P-145 - Hyperoxia-induced macrophage dysfunction and acute lung injury are attenuated by modulation of α7nAChR via reduced HMGB1 hyperacetylation and release

Abstract

Prolonged exposure to hyperoxia during mechanical ventilation (MV) can result in acute lung injury (ALI) and is associated with HMGB1 accumulation in the airways. The aim of this study was to determine whether modulation of α7 nicotinic acetylcholine receptor (α7nAChR) with either GTS-21 (partial agonist) or GAT107 (ago-PAM) could inhibit hyperoxia-induced HMGB1 accumulation in the airways and improve innate immunity and clinical outcomes. RAW 264.7 cells, treated with either GTS-21 or GAT107 in the presence of 95% O2 exhibited decreased levels of HMGB1 in culture media and enhanced phagocytic ability. Hyperacetylation of nuclear HMGB1 can lead to its release into the extracellular milieu and is observed in cells exposed to hyperoxia. Activation of α7nAChR is effective in reducing both hyperoxia-induced HMGB1 accumulation and hyperacetylation.

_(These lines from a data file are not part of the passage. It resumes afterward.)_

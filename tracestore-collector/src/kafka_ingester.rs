use rdkafka::config::ClientConfig;
use rdkafka::consumer::{Consumer, StreamConsumer};
use rdkafka::error::KafkaError;
use rdkafka::Message;
use thiserror::Error;

use crate::collector::{Collector, CollectorError};

/// Where consumption starts when the ingester has no committed offset
/// yet, mirroring the Kafka receiver's `initial_offset` setting.
#[derive(Clone, Copy, Debug, PartialEq, Eq)]
pub enum InitialOffset {
    Earliest,
    Latest,
}

impl InitialOffset {
    fn as_auto_offset_reset(self) -> &'static str {
        match self {
            InitialOffset::Earliest => "earliest",
            InitialOffset::Latest => "latest",
        }
    }
}

/// Decodes one Kafka message payload into a span, handed to
/// [`KafkaIngester`] so this crate stays agnostic of the wire encoding
/// (`otlp_proto` or otherwise) named in the Kafka receiver config.
pub trait SpanDecoder: Send + Sync {
    /// Decode `payload` into a span, or `None` if it can't be decoded.
    fn decode(&self, payload: &[u8]) -> Option<tracestore_model::Span>;
}

/// Error constructing or running a [`KafkaIngester`].
#[derive(Error, Debug)]
#[non_exhaustive]
pub enum KafkaIngesterError {
    #[error("kafka client error: {0}")]
    Client(#[from] KafkaError),
}

/// Consumes a topic of encoded spans and replays them through the same
/// write path a [`Collector`] serves for live receivers.
pub struct KafkaIngester<D: SpanDecoder> {
    consumer: StreamConsumer,
    decoder: D,
}

impl<D: SpanDecoder> KafkaIngester<D> {
    /// Build an ingester subscribed to `topic` on `brokers`, starting
    /// from `initial_offset` when no committed offset exists yet.
    pub fn new(
        brokers: &str,
        group_id: &str,
        topic: &str,
        initial_offset: InitialOffset,
        decoder: D,
    ) -> Result<Self, KafkaIngesterError> {
        let consumer: StreamConsumer = ClientConfig::new()
            .set("bootstrap.servers", brokers)
            .set("group.id", group_id)
            .set("enable.auto.commit", "true")
            .set("auto.offset.reset", initial_offset.as_auto_offset_reset())
            .create()?;
        consumer.subscribe(&[topic])?;
        Ok(KafkaIngester { consumer, decoder })
    }

    /// Consume one message and replay it through `collector`. Returns
    /// `Ok(false)` when the message could not be decoded (skipped, not
    /// fatal); `Ok(true)` when a span was submitted.
    pub async fn ingest_one(&self, collector: &Collector) -> Result<bool, KafkaIngesterError> {
        let message = self.consumer.recv().await?;
        let Some(payload) = message.payload() else {
            return Ok(false);
        };
        let Some(span) = self.decoder.decode(payload) else {
            tracing::warn!("kafka ingester: dropped undecodable message");
            return Ok(false);
        };
        match collector.submit(span) {
            Ok(()) => Ok(true),
            Err(CollectorError::QueueFull) => {
                tracing::warn!("kafka ingester: collector queue full, message will be redelivered");
                Ok(false)
            }
            Err(CollectorError::Closed) => Ok(false),
        }
    }
}
use std::fmt;
use std::num::ParseIntError;

use thiserror::Error;

/// A 128-bit trace identifier, represented as two big-endian `u64` halves.
///
/// Jaeger and its storage backends have always carried trace ids this way on
/// the wire and in query parameters, so the split representation is kept
/// here rather than collapsing it into a single `u128` the way
/// `opentelemetry::trace::TraceId` does.
///
/// The all-zero id (`high == 0 && low == 0`) is reserved as the "absent /
/// not found" sentinel; `GetTrace` on that id always returns
/// [`crate::StorageNotFound`]-shaped errors regardless of backend state.
#[derive(Clone, Copy, PartialEq, Eq, Hash, PartialOrd, Ord)]
pub struct TraceId {
    high: u64,
    low: u64,
}

impl TraceId {
    /// The reserved "absent" trace id.
    pub const INVALID: TraceId = TraceId { high: 0, low: 0 };

    /// Construct a trace id from its two halves.
    pub const fn new(high: u64, low: u64) -> Self {
        TraceId { high, low }
    }

    /// The high 64 bits.
    pub const fn high(&self) -> u64 {
        self.high
    }

    /// The low 64 bits.
    pub const fn low(&self) -> u64 {
        self.low
    }

    /// True unless this is the reserved all-zero sentinel.
    pub const fn is_valid(&self) -> bool {
        self.high != 0 || self.low != 0
    }

    /// Construct a trace id from its 16-byte big-endian representation.
    pub fn from_bytes(bytes: [u8; 16]) -> Self {
        let mut high_bytes = [0u8; 8];
        let mut low_bytes = [0u8; 8];
        high_bytes.copy_from_slice(&bytes[0..8]);
        low_bytes.copy_from_slice(&bytes[8..16]);
        TraceId {
            high: u64::from_be_bytes(high_bytes),
            low: u64::from_be_bytes(low_bytes),
        }
    }

    /// Return the 16-byte big-endian representation.
    pub fn to_bytes(self) -> [u8; 16] {
        let mut out = [0u8; 16];
        out[0..8].copy_from_slice(&self.high.to_be_bytes());
        out[8..16].copy_from_slice(&self.low.to_be_bytes());
        out
    }

    /// Parse a trace id from a hex string of up to 32 characters. Shorter
    /// strings are treated as having an implicit zero high half when 16
    /// characters or fewer, matching Jaeger's historical 64-bit trace ids.
    pub fn from_hex(hex: &str) -> Result<Self, TraceIdParseError> {
        if hex.is_empty() || hex.len() > 32 {
            return Err(TraceIdParseError::Length(hex.len()));
        }
        if hex.len() <= 16 {
            let low = u64::from_str_radix(hex, 16)?;
            return Ok(TraceId { high: 0, low });
        }
        let split = hex.len() - 16;
        let high = u64::from_str_radix(&hex[..split], 16)?;
        let low = u64::from_str_radix(&hex[split..], 16)?;
        Ok(TraceId { high, low })
    }
}

/// Error returned when parsing a [`TraceId`] or [`SpanId`] from text fails.
#[derive(Error, Debug, Clone, PartialEq, Eq)]
#[non_exhaustive]
pub enum TraceIdParseError {
    /// The hex string was empty or longer than the id allows.
    #[error("trace id hex string has invalid length {0}")]
    Length(usize),
    /// The string was not valid hexadecimal.
    #[error("invalid hex digits in id: {0}")]
    Hex(#[from] ParseIntError),
}

impl fmt::Debug for TraceId {
    fn fmt(&self, f: &mut fmt::Formatter<'_>) -> fmt::Result {
        write!(f, "{self}")
    }
}

impl fmt::Display for TraceId {
    fn fmt(&self, f: &mut fmt::Formatter<'_>) -> fmt::Result {
        write!(f, "{:016x}{:016x}", self.high, self.low)
    }
}

/// A 64-bit span identifier, unique within the trace it belongs to.
///
/// The all-zero id is reserved as "no span" (used e.g. for a root span's
/// missing parent).
#[derive(Clone, Copy, PartialEq, Eq, Hash, PartialOrd, Ord)]
pub struct SpanId(u64);

impl SpanId {
    /// The reserved "absent" span id.
    pub const INVALID: SpanId = SpanId(0);

    /// Construct a span id from a raw `u64`.
    pub const fn new(id: u64) -> Self {
        SpanId(id)
    }

    /// The raw numeric value.
    pub const fn as_u64(self) -> u64 {
        self.0
    }

    /// True unless this is the reserved all-zero sentinel.
    pub const fn is_valid(&self) -> bool {
        self.0 != 0
    }

    /// Construct a span id from its 8-byte big-endian representation.
    pub fn from_bytes(bytes: [u8; 8]) -> Self {
        SpanId(u64::from_be_bytes(bytes))
    }

    /// Return the 8-byte big-endian representation.
    pub fn to_bytes(self) -> [u8; 8] {
        self.0.to_be_bytes()
    }

    /// Parse a span id from a hex string.
    pub fn from_hex(hex: &str) -> Result<Self, TraceIdParseError> {
        if hex.is_empty() || hex.len() > 16 {
            return Err(TraceIdParseError::Length(hex.len()));
        }
        Ok(SpanId(u64::from_str_radix(hex, 16)?))
    }
}

impl From<u64> for SpanId {
    fn from(value: u64) -> Self {
        SpanId(value)
    }
}

impl fmt::Debug for SpanId {
    fn fmt(&self, f: &mut fmt::Formatter<'_>) -> fmt::Result {
        write!(f, "{self}")
    }
}

impl fmt::Display for SpanId {
    fn fmt(&self, f: &mut fmt::Formatter<'_>) -> fmt::Result {
        write!(f, "{:016x}", self.0)
    }
}

#[cfg(test)]
mod tests {
    use super::*;

    #[test]
    fn trace_id_round_trips_through_bytes() {
        let id = TraceId::new(0x0123_4567_89ab_cdef, 0xfedc_ba98_7654_3210);
        assert_eq!(TraceId::from_bytes(id.to_bytes()), id);
    }

    #[test]
    fn trace_id_invalid_is_zero() {
        assert!(!TraceId::INVALID.is_valid());
        assert_eq!(TraceId::new(0, 0), TraceId::INVALID);
        assert!(TraceId::new(0, 1).is_valid());
    }

    #[test]
    fn trace_id_from_hex_pads_short_strings_as_low_bits() {
        let short = TraceId::from_hex("2a").unwrap();
        assert_eq!(short, TraceId::new(0, 0x2a));
    }

    #[test]
    fn trace_id_from_hex_rejects_overlong_strings() {
        let too_long = "0".repeat(33);
        assert!(matches!(
            TraceId::from_hex(&too_long),
            Err(TraceIdParseError::Length(33))
        ));
    }

    #[test]
    fn trace_id_display_is_32_hex_chars() {
        let id = TraceId::new(1, 2);
        assert_eq!(format!("{id}"), "00000000000000010000000000000002");
    }

    #[test]
    fn span_id_round_trips() {
        let id = SpanId::new(0x1122_3344_5566_7788);
        assert_eq!(SpanId::from_bytes(id.to_bytes()), id);
        assert_eq!(format!("{id}"), "1122334455667788");
    }

    #[test]
    fn span_id_invalid_is_zero() {
        assert!(!SpanId::INVALID.is_valid());
        assert!(SpanId::new(1).is_valid());
    }
}
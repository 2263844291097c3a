use std::time::{Duration, SystemTime};

use chrono::Utc;
use tracestore_model::{DependencyLink, Operation, SpanKind, TraceId};
use tracestore_storage::{DependencyReader, DependencyWriter, SpanReader, SpanWriter, StorageError};

use crate::fixtures::load_example_trace;
use crate::options::ConformanceOptions;
use crate::wait::wait_for;

/// Scenario 2: `GetTrace` on the all-zero id always misses, regardless of
/// what else has been written.
pub async fn trace_not_found<B: SpanReader>(backend: &B) -> bool {
    matches!(backend.get_trace(TraceId::INVALID).await, Err(StorageError::NotFound))
}

/// Scenario 3: after writing `example_trace`, `GetServices` (sorted)
/// equals the three example services.
pub async fn get_services<B: SpanReader + SpanWriter>(backend: &B) -> bool {
    backend.write_trace(load_example_trace(Utc::now())).await.expect("write_trace succeeds");

    wait_for(|| async {
        let mut services = backend.get_services().await.unwrap_or_default();
        services.sort();
        services == ["example-service-1", "example-service-2", "example-service-3"]
    })
    .await
}

/// Scenario 4: `GetOperations({ServiceName: "example-service-1"})`
/// sorted by name matches the fixture's three operations. When
/// `opts.get_operations_missing_span_kind` is set, a backend reporting
/// `span_kind: None` for an operation the fixture gave a kind still
/// counts as a match.
pub async fn get_operations_with_kinds<B: SpanReader + SpanWriter>(
    backend: &B,
    opts: &ConformanceOptions,
) -> bool {
    backend.write_trace(load_example_trace(Utc::now())).await.expect("write_trace succeeds");

    let expected = [
        Operation { name: "example-operation-1".into(), span_kind: Some(SpanKind::Unspecified) },
        Operation { name: "example-operation-3".into(), span_kind: Some(SpanKind::Server) },
        Operation { name: "example-operation-4".into(), span_kind: Some(SpanKind::Client) },
    ];

    wait_for(|| async {
        let mut operations = backend.get_operations("example-service-1", None).await.unwrap_or_default();
        operations.sort_by(|a, b| a.name.cmp(&b.name));
        if operations.len() != expected.len() {
            return false;
        }
        operations.iter().zip(expected.iter()).all(|(got, want)| {
            got.name == want.name
                && (got.span_kind == want.span_kind
                    || (opts.get_operations_missing_span_kind && got.span_kind.is_none()))
        })
    })
    .await
}

/// Scenario 5: a trace of 10008 spans, cloned from the fixture's first
/// span with `StartTime += i` seconds and `SpanID = i`, round-trips in
/// full by `TraceID`.
pub async fn large_trace<B: SpanReader + SpanWriter>(backend: &B) -> bool {
    const SPAN_COUNT: u64 = 10_008;
    let mut trace = load_example_trace(Utc::now());
    let template = trace.spans[0].clone();
    trace.spans = (0..SPAN_COUNT)
        .map(|i| {
            let mut span = template.clone();
            span.span_id = tracestore_model::SpanId::new(i);
            span.start_time = template.start_time + Duration::from_secs(i);
            span
        })
        .collect();
    let trace_id = trace.trace_id().expect("trace has spans");

    backend.write_trace(trace).await.expect("write_trace succeeds");

    wait_for(|| async {
        matches!(backend.get_trace(trace_id).await, Ok(t) if t.spans.len() as u64 == SPAN_COUNT)
    })
    .await
}

/// Scenario 6: writing `[(hello, world, 1), (world, hello, 3)]` then
/// reading `GetDependencies(now, 5 minutes)`, sorted by parent, equals
/// the input (modulo `source` when `opts.get_dependencies_returns_source`
/// is unset).
pub async fn dependencies_round_trip<B: DependencyReader + DependencyWriter>(
    backend: &B,
    opts: &ConformanceOptions,
) -> bool {
    let now = SystemTime::now();
    let written = vec![
        DependencyLink::new("hello", "world", 1, "tracestore"),
        DependencyLink::new("world", "hello", 3, "tracestore"),
    ];
    backend.write_dependencies(now, written.clone()).await.expect("write_dependencies succeeds");

    wait_for(|| async {
        let mut got = backend.get_dependencies(now, Duration::from_secs(300)).await.unwrap_or_default();
        got.sort_by(|a, b| a.parent.cmp(&b.parent));
        if got.len() != written.len() {
            return false;
        }
        got.iter().zip(written.iter()).all(|(g, w)| {
            g.parent == w.parent
                && g.child == w.child
                && g.call_count == w.call_count
                && (!opts.get_dependencies_returns_source || g.source == w.source)
        })
    })
    .await
}

#[cfg(test)]
mod tests {
    use super::*;
    use tracestore_memory::MemoryBackend;

    #[tokio::test(start_paused = true)]
    async fn trace_not_found_passes_against_the_memory_backend() {
        let backend = MemoryBackend::default();
        assert!(trace_not_found(&backend).await);
    }

    #[tokio::test(start_paused = true)]
    async fn get_services_passes_against_the_memory_backend() {
        let backend = MemoryBackend::default();
        assert!(get_services(&backend).await);
    }

    #[tokio::test(start_paused = true)]
    async fn get_operations_with_kinds_passes_against_the_memory_backend() {
        // The in-memory backend derives SpanKind from a `span.kind` tag and
        // has no way to distinguish "no tag" from "tagged Unspecified", so
        // it reports `None` for the fixture's first operation.
        let backend = MemoryBackend::default();
        let opts = ConformanceOptions { get_operations_missing_span_kind: true, ..ConformanceOptions::default() };
        assert!(get_operations_with_kinds(&backend, &opts).await);
    }

    #[tokio::test(start_paused = true)]
    async fn dependencies_round_trip_passes_against_the_memory_backend() {
        let backend = MemoryBackend::default();
        let opts = ConformanceOptions { get_dependencies_returns_source: true, ..ConformanceOptions::default() };
        assert!(dependencies_round_trip(&backend, &opts).await);
    }

    #[tokio::test(start_paused = true)]
    async fn large_trace_round_trips_in_full() {
        let backend = MemoryBackend::default();
        assert!(large_trace(&backend).await);
    }
}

To determine whether activation of α7nAChR-mediated macrophage function can be translated into clinical outcomes, mice were exposed to >99% O2 for 3 d with GTS-21 treatment. GTS-21 significantly decreased both the accumulation of airway levels and hyperacetylation of HMGB1, protein content and neutrophil infiltration. Therefore, α7nAChRs represent a possible pharmacological target for the treatment of HALI in patients receiving MV.